[[ PROVIDED DATA, beginning ]]

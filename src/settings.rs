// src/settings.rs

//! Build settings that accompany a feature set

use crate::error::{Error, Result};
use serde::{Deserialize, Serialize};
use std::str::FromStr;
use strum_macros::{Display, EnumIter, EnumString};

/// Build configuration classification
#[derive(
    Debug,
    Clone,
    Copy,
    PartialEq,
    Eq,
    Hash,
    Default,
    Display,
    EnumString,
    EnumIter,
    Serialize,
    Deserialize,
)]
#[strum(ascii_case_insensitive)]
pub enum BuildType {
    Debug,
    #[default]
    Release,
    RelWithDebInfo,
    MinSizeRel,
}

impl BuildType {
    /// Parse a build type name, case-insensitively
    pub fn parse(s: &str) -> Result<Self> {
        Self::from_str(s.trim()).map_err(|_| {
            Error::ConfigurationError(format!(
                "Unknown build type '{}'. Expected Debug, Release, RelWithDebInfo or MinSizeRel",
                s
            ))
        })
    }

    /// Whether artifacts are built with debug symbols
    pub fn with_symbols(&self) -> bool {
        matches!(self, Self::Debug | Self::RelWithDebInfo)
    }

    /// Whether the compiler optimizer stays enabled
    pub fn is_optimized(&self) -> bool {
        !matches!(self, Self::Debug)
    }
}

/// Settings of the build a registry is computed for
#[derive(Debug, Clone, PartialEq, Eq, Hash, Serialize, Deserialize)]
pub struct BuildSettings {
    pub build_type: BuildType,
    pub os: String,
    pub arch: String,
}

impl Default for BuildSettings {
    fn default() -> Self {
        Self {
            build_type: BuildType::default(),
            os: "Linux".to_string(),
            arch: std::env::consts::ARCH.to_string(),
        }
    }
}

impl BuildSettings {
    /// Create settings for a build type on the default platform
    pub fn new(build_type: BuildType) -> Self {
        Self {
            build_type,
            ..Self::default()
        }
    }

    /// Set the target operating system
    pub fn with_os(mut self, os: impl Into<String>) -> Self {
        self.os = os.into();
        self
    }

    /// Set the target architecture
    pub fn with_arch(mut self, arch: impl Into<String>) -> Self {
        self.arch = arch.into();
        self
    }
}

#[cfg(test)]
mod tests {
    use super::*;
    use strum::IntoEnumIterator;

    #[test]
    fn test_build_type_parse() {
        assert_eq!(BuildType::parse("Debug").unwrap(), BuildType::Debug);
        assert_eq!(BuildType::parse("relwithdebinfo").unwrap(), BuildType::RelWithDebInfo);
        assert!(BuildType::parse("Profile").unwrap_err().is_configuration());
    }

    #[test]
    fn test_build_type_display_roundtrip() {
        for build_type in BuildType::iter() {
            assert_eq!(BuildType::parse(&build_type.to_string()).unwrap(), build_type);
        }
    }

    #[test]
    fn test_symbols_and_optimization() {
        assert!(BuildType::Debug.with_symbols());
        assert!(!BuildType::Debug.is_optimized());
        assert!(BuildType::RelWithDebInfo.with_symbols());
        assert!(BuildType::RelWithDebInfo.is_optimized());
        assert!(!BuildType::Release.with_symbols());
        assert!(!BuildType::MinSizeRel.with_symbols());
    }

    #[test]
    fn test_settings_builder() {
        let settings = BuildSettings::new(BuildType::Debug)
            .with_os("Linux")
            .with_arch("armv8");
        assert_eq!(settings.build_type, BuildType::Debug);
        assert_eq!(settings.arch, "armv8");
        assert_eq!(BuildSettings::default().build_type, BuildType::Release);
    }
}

[[ PROVIDED DATA, end ]]
[[ PROVIDED DATA, beginning ]]

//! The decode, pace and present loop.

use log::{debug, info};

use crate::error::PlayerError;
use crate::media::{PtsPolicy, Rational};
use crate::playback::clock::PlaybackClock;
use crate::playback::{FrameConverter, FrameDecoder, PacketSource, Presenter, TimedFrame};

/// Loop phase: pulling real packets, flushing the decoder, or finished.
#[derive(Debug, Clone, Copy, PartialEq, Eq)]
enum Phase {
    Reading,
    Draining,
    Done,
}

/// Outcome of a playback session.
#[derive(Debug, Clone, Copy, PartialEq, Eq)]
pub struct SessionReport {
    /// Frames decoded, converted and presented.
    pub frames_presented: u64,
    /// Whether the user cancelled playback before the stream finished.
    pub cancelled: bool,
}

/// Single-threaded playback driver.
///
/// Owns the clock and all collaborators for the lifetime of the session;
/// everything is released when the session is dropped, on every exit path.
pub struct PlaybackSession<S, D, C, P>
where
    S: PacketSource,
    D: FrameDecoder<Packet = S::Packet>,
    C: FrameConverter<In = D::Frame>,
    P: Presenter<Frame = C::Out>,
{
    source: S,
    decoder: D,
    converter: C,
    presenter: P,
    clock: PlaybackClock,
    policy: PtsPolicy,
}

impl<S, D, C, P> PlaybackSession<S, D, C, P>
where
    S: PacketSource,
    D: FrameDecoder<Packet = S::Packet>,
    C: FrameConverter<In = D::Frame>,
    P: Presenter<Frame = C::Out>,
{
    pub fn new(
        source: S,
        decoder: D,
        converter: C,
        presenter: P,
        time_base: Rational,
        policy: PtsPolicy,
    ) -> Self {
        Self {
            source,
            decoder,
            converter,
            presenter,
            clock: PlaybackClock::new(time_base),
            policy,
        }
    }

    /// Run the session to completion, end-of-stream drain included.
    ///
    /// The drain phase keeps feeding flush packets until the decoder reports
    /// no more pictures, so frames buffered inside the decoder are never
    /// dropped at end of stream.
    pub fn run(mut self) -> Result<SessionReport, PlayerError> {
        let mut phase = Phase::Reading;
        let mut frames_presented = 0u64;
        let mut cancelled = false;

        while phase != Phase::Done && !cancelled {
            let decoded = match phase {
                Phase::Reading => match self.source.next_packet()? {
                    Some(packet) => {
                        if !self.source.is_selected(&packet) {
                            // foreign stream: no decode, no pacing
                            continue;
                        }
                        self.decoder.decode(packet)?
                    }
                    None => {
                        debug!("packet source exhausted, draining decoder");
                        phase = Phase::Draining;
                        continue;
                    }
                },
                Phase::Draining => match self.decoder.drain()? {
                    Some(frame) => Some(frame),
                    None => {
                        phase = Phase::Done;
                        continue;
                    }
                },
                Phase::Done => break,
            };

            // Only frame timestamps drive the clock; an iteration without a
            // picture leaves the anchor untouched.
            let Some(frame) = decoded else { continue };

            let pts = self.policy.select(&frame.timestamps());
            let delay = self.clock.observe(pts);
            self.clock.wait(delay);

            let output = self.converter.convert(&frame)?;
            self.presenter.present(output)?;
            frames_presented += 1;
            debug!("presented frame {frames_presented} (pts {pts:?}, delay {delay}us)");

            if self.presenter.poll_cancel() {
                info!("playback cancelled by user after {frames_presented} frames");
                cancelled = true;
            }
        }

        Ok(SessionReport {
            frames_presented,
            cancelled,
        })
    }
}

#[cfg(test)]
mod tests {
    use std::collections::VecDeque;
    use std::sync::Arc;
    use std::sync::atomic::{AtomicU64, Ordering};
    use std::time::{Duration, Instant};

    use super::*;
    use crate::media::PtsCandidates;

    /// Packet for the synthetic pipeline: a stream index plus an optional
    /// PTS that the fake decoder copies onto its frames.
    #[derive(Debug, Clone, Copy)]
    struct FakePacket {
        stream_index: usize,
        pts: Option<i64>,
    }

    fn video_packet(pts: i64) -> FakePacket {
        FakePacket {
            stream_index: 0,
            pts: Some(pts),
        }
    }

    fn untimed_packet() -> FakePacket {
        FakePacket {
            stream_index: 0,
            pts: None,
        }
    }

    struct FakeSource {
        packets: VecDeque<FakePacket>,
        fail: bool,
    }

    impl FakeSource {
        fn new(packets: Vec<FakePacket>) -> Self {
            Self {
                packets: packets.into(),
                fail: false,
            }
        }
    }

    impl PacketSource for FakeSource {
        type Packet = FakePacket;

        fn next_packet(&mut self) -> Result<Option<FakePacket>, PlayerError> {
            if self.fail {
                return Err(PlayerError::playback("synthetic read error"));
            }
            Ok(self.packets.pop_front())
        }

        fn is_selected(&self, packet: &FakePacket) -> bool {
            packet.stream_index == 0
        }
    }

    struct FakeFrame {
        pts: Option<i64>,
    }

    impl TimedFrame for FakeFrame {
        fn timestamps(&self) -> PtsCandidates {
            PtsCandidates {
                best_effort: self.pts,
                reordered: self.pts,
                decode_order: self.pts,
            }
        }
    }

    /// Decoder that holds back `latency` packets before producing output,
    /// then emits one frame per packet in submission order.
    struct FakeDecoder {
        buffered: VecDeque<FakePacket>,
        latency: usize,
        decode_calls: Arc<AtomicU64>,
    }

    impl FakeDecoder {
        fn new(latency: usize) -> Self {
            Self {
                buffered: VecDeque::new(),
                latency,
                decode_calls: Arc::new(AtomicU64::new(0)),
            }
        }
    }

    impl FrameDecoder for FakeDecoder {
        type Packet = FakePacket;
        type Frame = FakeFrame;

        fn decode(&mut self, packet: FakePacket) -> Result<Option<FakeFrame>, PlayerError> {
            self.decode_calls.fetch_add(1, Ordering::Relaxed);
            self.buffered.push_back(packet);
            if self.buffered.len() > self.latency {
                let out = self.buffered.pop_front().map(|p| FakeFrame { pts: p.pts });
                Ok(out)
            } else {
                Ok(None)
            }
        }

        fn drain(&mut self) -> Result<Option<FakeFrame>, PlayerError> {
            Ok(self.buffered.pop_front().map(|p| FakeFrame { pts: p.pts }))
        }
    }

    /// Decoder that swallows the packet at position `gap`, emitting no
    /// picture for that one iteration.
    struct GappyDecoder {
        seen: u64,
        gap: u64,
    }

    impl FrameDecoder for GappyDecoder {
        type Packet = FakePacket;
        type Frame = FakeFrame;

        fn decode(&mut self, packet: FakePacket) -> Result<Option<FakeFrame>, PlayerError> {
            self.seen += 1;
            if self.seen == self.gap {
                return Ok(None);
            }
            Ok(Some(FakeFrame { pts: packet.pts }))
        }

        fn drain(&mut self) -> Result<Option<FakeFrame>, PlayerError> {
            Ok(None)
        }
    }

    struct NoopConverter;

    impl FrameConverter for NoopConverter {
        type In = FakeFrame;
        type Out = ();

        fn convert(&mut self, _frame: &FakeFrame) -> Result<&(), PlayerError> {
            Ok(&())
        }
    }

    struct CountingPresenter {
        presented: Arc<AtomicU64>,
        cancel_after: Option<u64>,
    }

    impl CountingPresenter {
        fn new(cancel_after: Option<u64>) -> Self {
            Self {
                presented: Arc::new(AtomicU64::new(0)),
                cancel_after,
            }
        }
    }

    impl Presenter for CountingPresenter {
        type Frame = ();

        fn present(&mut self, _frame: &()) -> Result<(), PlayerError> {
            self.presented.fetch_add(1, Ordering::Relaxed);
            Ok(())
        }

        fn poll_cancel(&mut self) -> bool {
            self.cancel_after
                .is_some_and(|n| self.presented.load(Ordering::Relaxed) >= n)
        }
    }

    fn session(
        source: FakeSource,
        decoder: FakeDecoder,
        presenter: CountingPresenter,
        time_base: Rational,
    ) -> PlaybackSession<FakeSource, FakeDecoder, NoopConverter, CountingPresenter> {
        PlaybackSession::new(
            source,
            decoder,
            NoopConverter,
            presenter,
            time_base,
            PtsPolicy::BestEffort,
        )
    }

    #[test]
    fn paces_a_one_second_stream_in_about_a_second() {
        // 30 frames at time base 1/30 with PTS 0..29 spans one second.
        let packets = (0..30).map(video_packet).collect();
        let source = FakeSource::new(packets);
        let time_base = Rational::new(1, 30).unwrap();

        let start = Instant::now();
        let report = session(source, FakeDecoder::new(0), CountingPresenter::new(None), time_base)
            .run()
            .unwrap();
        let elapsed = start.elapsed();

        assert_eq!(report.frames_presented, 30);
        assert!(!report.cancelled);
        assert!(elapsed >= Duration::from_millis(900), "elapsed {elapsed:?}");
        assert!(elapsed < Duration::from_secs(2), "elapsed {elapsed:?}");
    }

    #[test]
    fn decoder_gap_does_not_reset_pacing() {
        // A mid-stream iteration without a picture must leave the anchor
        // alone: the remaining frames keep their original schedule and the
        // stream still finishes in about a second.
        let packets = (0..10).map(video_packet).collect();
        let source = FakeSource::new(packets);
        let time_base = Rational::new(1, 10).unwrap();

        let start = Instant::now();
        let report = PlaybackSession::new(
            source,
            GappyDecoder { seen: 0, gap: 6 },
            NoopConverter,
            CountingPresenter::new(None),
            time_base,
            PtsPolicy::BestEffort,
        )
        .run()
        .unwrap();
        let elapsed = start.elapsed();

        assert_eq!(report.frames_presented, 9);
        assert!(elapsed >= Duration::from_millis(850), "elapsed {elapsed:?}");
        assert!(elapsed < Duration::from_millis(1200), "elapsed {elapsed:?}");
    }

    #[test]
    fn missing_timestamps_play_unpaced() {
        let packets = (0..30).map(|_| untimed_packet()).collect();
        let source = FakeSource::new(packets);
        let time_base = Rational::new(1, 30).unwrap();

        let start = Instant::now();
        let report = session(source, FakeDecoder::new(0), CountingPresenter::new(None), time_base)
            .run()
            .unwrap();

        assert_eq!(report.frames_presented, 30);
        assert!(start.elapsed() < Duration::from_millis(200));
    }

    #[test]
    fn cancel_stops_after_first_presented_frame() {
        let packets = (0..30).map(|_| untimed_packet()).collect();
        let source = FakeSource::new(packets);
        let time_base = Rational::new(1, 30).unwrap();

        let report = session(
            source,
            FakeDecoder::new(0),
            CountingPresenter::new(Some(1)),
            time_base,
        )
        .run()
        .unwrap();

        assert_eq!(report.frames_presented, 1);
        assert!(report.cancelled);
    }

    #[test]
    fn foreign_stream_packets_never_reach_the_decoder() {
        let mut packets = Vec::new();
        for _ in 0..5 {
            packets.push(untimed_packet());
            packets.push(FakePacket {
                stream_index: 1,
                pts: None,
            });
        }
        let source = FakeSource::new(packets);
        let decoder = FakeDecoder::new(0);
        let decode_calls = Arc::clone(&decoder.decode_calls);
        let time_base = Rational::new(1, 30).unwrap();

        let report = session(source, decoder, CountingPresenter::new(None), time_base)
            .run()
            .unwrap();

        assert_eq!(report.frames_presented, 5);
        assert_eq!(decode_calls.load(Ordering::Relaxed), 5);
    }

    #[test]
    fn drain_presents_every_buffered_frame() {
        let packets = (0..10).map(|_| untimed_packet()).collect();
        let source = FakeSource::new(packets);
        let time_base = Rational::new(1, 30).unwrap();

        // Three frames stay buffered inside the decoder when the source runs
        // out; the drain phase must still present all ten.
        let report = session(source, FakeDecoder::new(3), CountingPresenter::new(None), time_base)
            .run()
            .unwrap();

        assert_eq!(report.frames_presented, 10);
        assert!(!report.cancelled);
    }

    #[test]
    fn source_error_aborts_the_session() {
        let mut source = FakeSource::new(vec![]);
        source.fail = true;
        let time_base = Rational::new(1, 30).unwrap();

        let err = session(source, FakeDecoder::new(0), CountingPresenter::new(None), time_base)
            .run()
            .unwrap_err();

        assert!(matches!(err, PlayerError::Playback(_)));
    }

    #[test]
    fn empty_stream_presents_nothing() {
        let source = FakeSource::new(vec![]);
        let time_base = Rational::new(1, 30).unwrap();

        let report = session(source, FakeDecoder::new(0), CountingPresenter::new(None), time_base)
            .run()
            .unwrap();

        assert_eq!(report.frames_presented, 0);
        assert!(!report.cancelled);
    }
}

[[ PROVIDED DATA, end ]]
[[ PROVIDED DATA, beginning ]]

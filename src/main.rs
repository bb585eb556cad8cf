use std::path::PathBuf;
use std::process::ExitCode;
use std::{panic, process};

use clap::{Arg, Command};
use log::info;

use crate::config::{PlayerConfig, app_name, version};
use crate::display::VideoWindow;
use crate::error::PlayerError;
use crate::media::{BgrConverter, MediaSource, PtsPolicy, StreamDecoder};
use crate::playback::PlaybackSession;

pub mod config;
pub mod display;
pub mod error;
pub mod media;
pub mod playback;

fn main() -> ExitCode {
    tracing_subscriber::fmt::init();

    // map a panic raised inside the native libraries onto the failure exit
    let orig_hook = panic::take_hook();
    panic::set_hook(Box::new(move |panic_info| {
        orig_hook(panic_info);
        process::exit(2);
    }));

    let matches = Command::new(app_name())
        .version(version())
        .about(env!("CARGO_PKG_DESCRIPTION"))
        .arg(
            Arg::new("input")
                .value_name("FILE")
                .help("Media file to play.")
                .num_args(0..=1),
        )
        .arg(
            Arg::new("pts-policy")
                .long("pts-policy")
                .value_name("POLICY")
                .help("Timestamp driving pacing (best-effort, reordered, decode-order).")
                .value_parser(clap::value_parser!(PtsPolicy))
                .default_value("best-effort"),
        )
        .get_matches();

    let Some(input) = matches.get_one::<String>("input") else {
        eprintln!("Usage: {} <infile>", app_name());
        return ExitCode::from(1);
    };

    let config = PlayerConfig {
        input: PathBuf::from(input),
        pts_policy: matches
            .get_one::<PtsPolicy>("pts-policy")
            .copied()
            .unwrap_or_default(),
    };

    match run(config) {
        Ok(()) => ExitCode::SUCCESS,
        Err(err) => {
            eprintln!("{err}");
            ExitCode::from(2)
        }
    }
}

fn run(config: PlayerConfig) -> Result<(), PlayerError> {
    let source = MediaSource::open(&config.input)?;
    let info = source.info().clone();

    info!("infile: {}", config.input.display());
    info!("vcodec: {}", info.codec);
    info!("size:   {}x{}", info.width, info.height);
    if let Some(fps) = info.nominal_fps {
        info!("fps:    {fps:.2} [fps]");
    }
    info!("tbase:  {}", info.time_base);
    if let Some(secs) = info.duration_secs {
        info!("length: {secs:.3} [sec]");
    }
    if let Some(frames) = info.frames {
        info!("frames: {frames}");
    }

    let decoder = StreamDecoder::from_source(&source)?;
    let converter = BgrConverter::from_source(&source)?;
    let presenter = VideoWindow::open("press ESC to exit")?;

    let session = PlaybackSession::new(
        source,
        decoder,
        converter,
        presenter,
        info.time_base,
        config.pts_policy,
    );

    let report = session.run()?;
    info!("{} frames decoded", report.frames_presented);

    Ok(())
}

[[ PROVIDED DATA, end ]]

[TASK STATEMENT]
Compute how many lines in the material contain the word "PlayerConfig". Only the result should be written.

[RESULT FOR THIS TASK]
3